Rob Irwin, director new business development for NyproMold Inc. (Clinton, Mass.) can speak to that shift to domestic producers because his company saw it first hand in 2020. “Companies that would not normally have been customers of ours, because they would be looking for, ‘How do I get my tool built in Asia,’ would be calling us looking for tools,” Irwin said.

Irwin also saw a shift with its familiar customer base as they reconsidered the complexity of their supplier networks. “One of the big things that I noticed was our regular customers where they would have a mix of tooling that would go to Asia, Europe, and the U.S., depending on how they did it,” Irwin said, “the pandemic interruptions caused them to rethink what they were doing, as far as risk mitigation and global tooling programs.”
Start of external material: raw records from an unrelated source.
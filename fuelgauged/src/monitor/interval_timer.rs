//
// Copyright (c) Memfault, Inc.
// See License.txt for details
use std::time::{Duration, Instant};

use crate::util::time_measure::TimeMeasure;

/// A restartable countdown.
///
/// The timer is outdated once its deadline has passed. The deadline is
/// `started_at + period - credit` where `credit` is time the owner knows has
/// passed without the clock observing it (e.g. a system suspend, during which
/// the monotonic clock stops).
#[derive(Debug, Clone)]
pub struct IntervalTimer<T: TimeMeasure = Instant> {
    period: Duration,
    started_at: T,
    credit: Duration,
}

impl<T: TimeMeasure> IntervalTimer<T> {
    /// A timer expiring one `period` from now.
    pub fn new(period: Duration) -> Self {
        Self {
            period,
            started_at: T::now(),
            credit: Duration::ZERO,
        }
    }

    /// A timer which is already outdated. After the first `reset()` it
    /// behaves like `new(period)`.
    pub fn new_outdated(period: Duration) -> Self {
        Self {
            period,
            started_at: T::now(),
            credit: period,
        }
    }

    pub fn period(&self) -> Duration {
        self.period
    }

    pub fn is_outdated(&self) -> bool {
        self.started_at.elapsed().saturating_add(self.credit) >= self.period
    }

    /// Restart the countdown: the deadline becomes now + period.
    pub fn reset(&mut self) {
        self.started_at = T::now();
        self.credit = Duration::ZERO;
    }

    /// Bring the deadline `delta` closer.
    pub fn move_forward(&mut self, delta: Duration) {
        self.credit = self.credit.saturating_add(delta);
    }

    /// Time left before the timer becomes outdated (zero when outdated).
    pub fn remaining(&self) -> Duration {
        self.period
            .saturating_sub(self.started_at.elapsed().saturating_add(self.credit))
    }
}
//
// Copyright (c) Memfault, Inc.
// See License.txt for details
pub const VERSION: &str = env!("CARGO_PKG_VERSION");

pub fn format_version() -> String {
    format!("VERSION={}", VERSION)
}
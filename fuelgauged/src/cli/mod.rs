#![allow(clippy::print_stdout, clippy::print_stderr)]
//
// Copyright (c) Memfault, Inc.
// See License.txt for details
use std::path::Path;

use argh::FromArgs;
use eyre::{eyre, Result};
use log::{info, LevelFilter};
use stderrlog::{LogLevelNum, StdErrLog};

use crate::config::Config;
use crate::fuelgauged::{fuelgauged_loop, FuelgaugedLoopResult};
use crate::gauge::GaugeSource;

mod show_settings;
mod version;

use self::show_settings::show_settings;
use self::version::format_version;

#[derive(FromArgs)]
/// Battery fuel gauge daemon. Samples the state of charge, reports it and
/// halts the node when the battery is confirmed low.
struct FuelgaugedArgs {
    /// use configuration file
    #[argh(option, short = 'c')]
    config_file: Option<String>,

    /// show settings
    #[argh(switch, short = 's')]
    show_settings: bool,

    /// show version
    #[argh(switch, short = 'v')]
    version: bool,

    /// verbose output
    #[argh(switch, short = 'V')]
    verbose: bool,

    /// print one battery reading and exit
    #[argh(switch)]
    read_once: bool,
}

fn build_logger(level: LevelFilter) -> StdErrLog {
    let mut log = stderrlog::new();

    log.module("fuelgauged");
    log.verbosity(LogLevelNum::from(level));

    log
}

fn init_logger(level: LevelFilter) -> Result<()> {
    build_logger(level)
        .init()
        .map_err(|e| eyre!("Failed to initialize logger: {}", e))
}

fn read_once(config: &Config) -> Result<()> {
    let mut gauge = config.build_gauge();
    gauge.begin()?;
    gauge.quick_start()?;
    println!("{:.1}", gauge.read_percentage()?);
    Ok(())
}

fn run(args: FuelgaugedArgs) -> Result<()> {
    if args.version {
        println!("{}", format_version());
        return Ok(());
    }

    init_logger(match args.verbose {
        true => LevelFilter::Trace,
        false => LevelFilter::Info,
    })?;

    let config_path = args.config_file.as_ref().map(Path::new);

    if args.show_settings {
        return show_settings(config_path);
    }

    if args.read_once {
        return read_once(&Config::read_from_system(config_path)?);
    }

    loop {
        let config = Config::read_from_system(config_path)?;
        match fuelgauged_loop(config)? {
            FuelgaugedLoopResult::Terminate => return Ok(()),
            FuelgaugedLoopResult::Relaunch => info!("Reloading configuration"),
        }
    }
}

pub fn main() {
    let args: FuelgaugedArgs = argh::from_env();

    if let Err(e) = run(args) {
        eprintln!("{:#}", e);
        std::process::exit(-1);
    }
}
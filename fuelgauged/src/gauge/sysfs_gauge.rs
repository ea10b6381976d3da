//
// Copyright (c) Memfault, Inc.
// See License.txt for details
use std::fs::read_to_string;
use std::path::{Path, PathBuf};

use eyre::{eyre, Result, WrapErr};
use log::{debug, info, trace};

use super::{ChargingState, GaugeReading, GaugeSource};

pub const POWER_SUPPLY_DIR: &str = "/sys/class/power_supply";

/// Reads the state of charge exposed by a kernel power_supply driver
/// (`<power_supply_dir>/<supply_name>/capacity`).
pub struct SysfsGauge {
    supply_path: PathBuf,
}

impl SysfsGauge {
    pub fn new(power_supply_dir: &Path, supply_name: &str) -> Self {
        Self {
            supply_path: power_supply_dir.join(supply_name),
        }
    }

    fn read_attribute(&self, name: &str) -> Result<String> {
        let path = self.supply_path.join(name);
        read_to_string(&path).wrap_err_with(|| eyre!("Unable to read {}", path.display()))
    }

    /// Contents of the optional `status` attribute.
    fn charging_state(&self) -> Option<ChargingState> {
        match self.read_attribute("status").and_then(|s| s.parse()) {
            Ok(state) => Some(state),
            Err(e) => {
                trace!("No charging state: {:#}", e);
                None
            }
        }
    }
}

impl GaugeSource for SysfsGauge {
    fn begin(&mut self) -> Result<()> {
        if !self.supply_path.is_dir() {
            return Err(eyre!(
                "Power supply {} not found",
                self.supply_path.display()
            ));
        }
        info!("Using fuel gauge at {}", self.supply_path.display());
        Ok(())
    }

    fn quick_start(&mut self) -> Result<()> {
        // The kernel driver owns the gauge and its calibration.
        debug!("Quick start not available through sysfs, skipping");
        Ok(())
    }

    fn read_percentage(&mut self) -> Result<f64> {
        let capacity = self.read_attribute("capacity")?;
        let reading: GaugeReading = capacity.parse()?;
        if let Some(state) = self.charging_state() {
            debug!("Battery {} at {}%", state, reading.soc_pct);
        }
        Ok(reading.soc_pct)
    }
}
Irwin and others are watching the situation going forward, with the eventual outcome not 100% certain but the fact of an ongoing reassessment being very real. “There was always this this idea that, ‘I can go to China, and I can get it faster, and I can get it cheaper,’” Irwin says. “‘I may have to compromise a little bit on quality, but but I can find a way to deal with that or mitigate that.’ And now the question was, ‘Well, yeah, but what does an interruption in your supply chain look like?’ That was a very theoretical discussion before, and now it has become a very tangible discussion.”

Count far-flung supply chains as being among the business areas getting reassessed after the pandemic.